Or do you see a way to do this in a "clean way"?

> While writing this, it occurred to me that you maybe just work-around a
> non-working or not properly initialized I-cache when booting from flash.

Frankly, I don't really know or remember. I'll take another look at the
MIPS common cache setup and will try to use it, as I-cache is enabled
there.

> Or maybe fetching single instructions from flash to I-cache is slower
> than copying the code at once? Can't that be fixed? Would something like
> arch/mips/mach-mscc/cpu.c:vcoreiii_tlb_init() work with Octeon?

Maybe. I'll take a look at this code again to see, if it fits for Octeon
as well.

> Or was
> something like that already done in Aaron's custom start.S but not in a
> much understandable way (when not knowing the Octeon internals)?

Its a combination of both AFAIR. TLB setup and copy to L2 cache.

My reasoning was to reduce the complexity and "only" keep this L2 cache
copy seemed to work quite good.

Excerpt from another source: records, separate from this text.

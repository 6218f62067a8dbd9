//! Diesel schema for sequence counter persistence.

diesel::table! {
    /// Domain-keyed monotonic counters.
    sequence_counters (name) {
        /// Counter domain key.
        #[max_length = 50]
        name -> Varchar,
        /// Last issued value.
        value -> Int8,
    }
}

I also didn't want to introduce some
TLB mapping(s), as this also increases the complexity again. But as
mentioned above, I'll check again, what can be done here.

>>
>> Do you have some guidance for me on this? How should we continue here?
>> Can I help with the Linux header sync or start.S refactoring? Did you
>> start with this work already or do you have a rough schedule?
>>
>> Sorry for being so persistent on this. I really don't want to rush
>> you, but as mentioned above, I really would like to see at least the
>> Octeon base port in mainline U-Boot in the next merge window. And if
>> there is something that I can do to help you, then please let me know.
>>
> 
> I also want to merge the base port as soon as possible.

Great. ;)

> Than we could
> figure out how to properly accelerate the DDR init code respectively all
> code running from flash. But I want to avoid adding a second and custom
> relocation step if there are better ways. And the discussion about this
> should not block the initial patch series.
> 
> Could you rebase your patch series to u-boot-mips/header_sync_v2 and
> move the L2 copy code to the DDR init patch series?

Good idea.

> Than I could apply
> the base port to u-boot-mips/next and you could still develop based on
> the current L2 copy code?

Yes, I'll rework the code and will send a new base port v3 patchset
very soon.

Thanks for all your input and your assistance to improve the quality
of the code.

Thanks,
Stefan